No más extraños.
Quizás lo mejor de El túnel de los huesos sea la manera en que consigue tomar un hecho de la realidad (la fuga de la cárcel de Devoto en 1991, llevada a cabo por siete internos quienes, a través de un túnel, encontraron un depósito de huesos pertenecientes a presos de la dictadura) y convertirlo en algo cercano, tangible y posible de ser visto desde varias perspectivas diferentes. Por eso es que, en las primeras escenas, vemos a un Raúl Taibo tumbero, de colita y algo hostil que intenta sin éxito hacer que su entrevistador (un periodista pelado y algo caprichoso interpretado por Jorge Sesán) deje de hacerle preguntas para entonces sí abandonar las palabras y el presente y volver, mediante un flashback, al momento de la fuga, allí donde las imágenes y los sonidos (pero por sobre todas las cosas los de una escena en particular) tienen más que una historia interesante por contar.
La fuga se vive en sus diferentes procesos a lo largo de toda la película, pero es el instante en el cual esta se concreta (el escape final de los presos en el barrio residencial de Devoto) que engloba dentro el espíritu de la película y que además resulta tan simple como impactante: la luz de madrugada y el silencio en las calles compensan con misterio la tranquilidad de un viejito con el mate en la mano que, de repente, observa atónito al grupo de hombres saliendo de un agujero en la tierra entre suciedad y nerviosismo y escapa corriendo por las calles. Comparado con otras como la de Crónica de una fuga de Adrián Caetano o la parte en que se relata la huída en el gran documental de Mariana Arruti Trelew, la de El túnel de los huesos es igual de fascinante de ver, solo que Garassino nos permite mirarla y oírla dos veces y a través de dos perspectivas diferentes: la primera, en el principio del film y mediante el punto de vista del viejito, en el que somos tan extraños como él y reaccionamos, ante la escena, con el mismo desconcierto. Luego, y después de vivir todo el proceso junto a los personajes a través del túnel, una “segunda” fuga: desde adentro, empujando casi a la par de ellos ese último pedacito de asfalto para poder salir, y que se vive extraña (y por momentos) culposamente como un alivio de que los presos no hayan sido atrapados.

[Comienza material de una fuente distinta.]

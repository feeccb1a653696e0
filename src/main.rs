use anyhow::Result;
use clap::Parser;
use std::path::Path;
use tracing::{debug, info};

mod cli;
mod config;
mod domain;
mod error;
mod infrastructure;
mod services;
mod tools;
mod ui;

use cli::Cli;
use config::{BlogConfig, Credentials};
use services::PublishService;

#[tokio::main]
async fn main() -> Result<()> {
    // Values already present in the environment take precedence over .env
    let dotenv = dotenvy::dotenv().ok();

    let cli = Cli::parse();

    // Initialize logging with LOGGING env var support
    // LOGGING=debug,info,warn,error or just LOGGING=debug
    let log_level = std::env::var("LOGGING")
        .or_else(|_| std::env::var("LOG_LEVEL"))
        .unwrap_or_else(|_| {
            if cli.verbose {
                "debug".to_string()
            } else {
                "info".to_string()
            }
        });

    tracing_subscriber::fmt()
        .with_env_filter(log_level)
        .with_target(false)
        .with_ansi(false)
        .init();

    if let Some(path) = dotenv {
        debug!("Loaded environment from {}", path.display());
    }

    let mut config = BlogConfig::load(Path::new(&cli.config))?;
    if let Some(topic) = cli.topic {
        config.topic = topic;
    }

    config.validate().map_err(|errors| {
        let errors: Vec<String> = errors.iter().map(|e| e.to_string()).collect();
        anyhow::anyhow!("Invalid configuration:\n  {}", errors.join("\n  "))
    })?;

    // Fail before any external call when a credential is missing
    let credentials = Credentials::from_env()?;

    let service = PublishService::new(config, credentials)?;
    let date = chrono::Local::now().date_naive();
    let results = service.execute(date).await?;

    info!("Completed {} steps", results.len());
    Ok(())
}
//! Jekyll site on disk
//!
//! Scaffolds the site with `jekyll new` the first time and writes posts into
//! its posts directory.

use anyhow::{Context, Result};
use std::path::{Path, PathBuf};
use tokio::process::Command;
use tracing::{debug, info};

use crate::domain::Post;
use crate::error::CommandError;
use crate::tools::{self, get_tool_path};

/// A Jekyll site rooted at `root`
pub struct JekyllSite {
    root: PathBuf,
    posts_subdir: PathBuf,
    program: String,
}

impl JekyllSite {
    /// Site using `JEKYLL_BIN` or `jekyll` from PATH
    pub fn new(root: impl Into<PathBuf>, posts_subdir: impl Into<PathBuf>) -> Self {
        Self {
            root: root.into(),
            posts_subdir: posts_subdir.into(),
            program: get_tool_path(tools::tools::JEKYLL),
        }
    }

    /// Builder: set the scaffolding program
    pub fn with_program(mut self, program: impl Into<String>) -> Self {
        self.program = program.into();
        self
    }

    pub fn root(&self) -> &Path {
        &self.root
    }

    pub fn posts_dir(&self) -> PathBuf {
        self.root.join(&self.posts_subdir)
    }

    /// Scaffold the site if the root is missing, then make sure the posts directory exists
    pub async fn ensure(&self) -> Result<()> {
        if self.root.exists() {
            debug!("Site exists at {}", self.root.display());
        } else {
            self.scaffold().await?;
        }

        let posts_dir = self.posts_dir();
        if !posts_dir.exists() {
            info!("Creating {}", posts_dir.display());
            tokio::fs::create_dir_all(&posts_dir)
                .await
                .with_context(|| format!("Failed to create {}", posts_dir.display()))?;
        }

        Ok(())
    }

    async fn scaffold(&self) -> Result<(), CommandError> {
        let program = tools::require(&self.program)?;
        info!("Scaffolding new site at {}", self.root.display());

        let status = Command::new(&program)
            .arg("new")
            .arg(&self.root)
            .status()
            .await
            .map_err(|e| CommandError::Spawn {
                program: self.program.clone(),
                message: e.to_string(),
            })?;

        if !status.success() {
            return Err(CommandError::Failed {
                command: format!("{} new {}", self.program, self.root.display()),
                status: status.to_string(),
            });
        }

        Ok(())
    }

    /// Write the post into the posts directory, replacing any same-named file
    pub async fn write_post(&self, post: &Post) -> Result<PathBuf> {
        let path = self.posts_dir().join(post.filename());
        tokio::fs::write(&path, post.render())
            .await
            .with_context(|| format!("Failed to write {}", path.display()))?;
        info!("Saved {}", path.display());
        Ok(path)
    }
}

#[cfg(test)]
mod tests {
    use super::*;
    use chrono::NaiveDate;

    fn post() -> Post {
        Post::new(
            "Latest AI Trends in 2025",
            NaiveDate::from_ymd_opt(2025, 1, 15).unwrap(),
            "Body text.",
        )
    }

    #[tokio::test]
    async fn test_existing_site_is_not_rescaffolded() {
        let dir = tempfile::tempdir().unwrap();
        let site = JekyllSite::new(dir.path(), "_posts").with_program("autoblog-no-such-jekyll");

        site.ensure().await.unwrap();
        assert!(dir.path().join("_posts").is_dir());
    }

    #[tokio::test]
    async fn test_missing_scaffolder_is_reported() {
        let dir = tempfile::tempdir().unwrap();
        let site = JekyllSite::new(dir.path().join("blog"), "_posts")
            .with_program("autoblog-no-such-jekyll");

        let err = site.ensure().await.unwrap_err();
        let err = err.downcast::<CommandError>().unwrap();
        assert!(matches!(err, CommandError::NotFound { .. }));
    }

    #[cfg(unix)]
    #[tokio::test]
    async fn test_scaffold_failure_stops() {
        let dir = tempfile::tempdir().unwrap();
        let site = JekyllSite::new(dir.path().join("blog"), "_posts").with_program("false");

        let err = site.ensure().await.unwrap_err();
        assert!(err.to_string().contains("new"));
        assert!(!dir.path().join("blog").exists());
    }

    #[cfg(unix)]
    #[tokio::test]
    async fn test_scaffold_then_create_posts_dir() {
        use std::os::unix::fs::PermissionsExt;

        let dir = tempfile::tempdir().unwrap();
        let scaffolder = dir.path().join("fake-jekyll");
        std::fs::write(&scaffolder, "#!/bin/sh\nmkdir -p \"$2\"\n").unwrap();
        std::fs::set_permissions(&scaffolder, std::fs::Permissions::from_mode(0o755)).unwrap();

        let root = dir.path().join("blog");
        let site = JekyllSite::new(&root, "_posts").with_program(scaffolder.to_string_lossy());

        site.ensure().await.unwrap();
        assert!(root.is_dir());
        assert!(root.join("_posts").is_dir());
    }

    #[tokio::test]
    async fn test_write_post() {
        let dir = tempfile::tempdir().unwrap();
        let site = JekyllSite::new(dir.path(), "_posts").with_program("autoblog-no-such-jekyll");
        site.ensure().await.unwrap();

        let path = site.write_post(&post()).await.unwrap();
        assert_eq!(
            path,
            dir.path()
                .join("_posts")
                .join("2025-01-15-Latest-AI-Trends-in-2025.md")
        );

        let written = std::fs::read_to_string(&path).unwrap();
        assert_eq!(
            written,
            "---\ntitle: Latest AI Trends in 2025\ndate: 2025-01-15\n---\n\nBody text."
        );
    }

    #[tokio::test]
    async fn test_write_post_overwrites() {
        let dir = tempfile::tempdir().unwrap();
        let site = JekyllSite::new(dir.path(), "_posts").with_program("autoblog-no-such-jekyll");
        site.ensure().await.unwrap();

        site.write_post(&post()).await.unwrap();
        let mut second = post();
        second.body = "Rewritten.".to_string();
        let path = site.write_post(&second).await.unwrap();

        assert!(std::fs::read_to_string(path).unwrap().ends_with("Rewritten."));
    }
}
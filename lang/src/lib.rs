pub mod lexer;
pub mod parser;

pub use lexer::tokenize;
pub use parser::parse;
use std::fmt;

/// Declared-type tag for declarations and literal expressions
#[derive(Debug, Clone, Copy, PartialEq, Eq)]
pub enum Type {
    Int,
    Float,
    String,
    Bool,
}

impl fmt::Display for Type {
    fn fmt(&self, f: &mut fmt::Formatter<'_>) -> fmt::Result {
        let name = match self {
            Type::Int => "int",
            Type::Float => "float",
            Type::String => "string",
            Type::Bool => "bool",
        };
        write!(f, "{}", name)
    }
}

/// Abstract Syntax Tree node types for mini-lang expressions.
///
/// The expression grammar is a single literal or identifier; there are no
/// other forms.
#[derive(Debug, Clone, PartialEq)]
pub enum Expr {
    Literal { value: String, ty: Type },
    Identifier(String),
}

/// A `type name [= expr];` statement, the sole statement form
#[derive(Debug, Clone, PartialEq)]
pub struct Declaration {
    pub ty: Type,
    pub name: String,
    pub init: Option<Expr>,
}

/// Declarations in source order
pub type Program = Vec<Declaration>;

Lo que podría resultar un logro ajeno y condenable en ese primer escape se vuelve un triunfo colectivo, una causa común que se hace carne en estos siete hombres que parecen, ahora sí, correr diferente. La aparición de los huesos de los muertos en aquel motín (el llamado “Motín de los colchones” en 1978) y, sobre todo, la sucesión de escenas en las que vemos una especie de rito espiritual y el temor y la angustia apoderados de los personajes; todo eso constituye, quizás, ese punto de quiebre. El segundo relato que presenciamos al final cobra entonces otra importancia y significado: ya no es tanto un grupo de presos que, sin voluntad para cumplir su condena y aprovechándose de las fallas del sistema carcelario, intenta escapar, sino un conjunto de individuos que, ante semejante descubrimiento, se carga al hombro la voluntad de denuncia colectiva. La libertad de un grupo de victimarios se transforma, a través de un túnel, en lo inverso: la búsqueda de justicia por las víctimas (aún hoy presas) del pasado.
Con todo, y a pesar de haber revelado el éxito del escape en las primeras escenas, la película consigue crear el suspenso y el interés suficiente como para generar la tensión en cada noche de excavación, en cada mirada desconfiada del guardia o advertencia del doctor, y logra mediante los enlaces entre tomas, el humor, el sonido, los personajes y la profundidad de campo guiar nuestro punto de vista y mostrarnos eso que está contenido en los relatos y que puede resignificar enteramente el contenido de una imagen, que se completa solo volviendo a ver a esos hombres correr, sintiendo el sonido de sus pies descalzos que cuentan, esta vez, una historia diferente.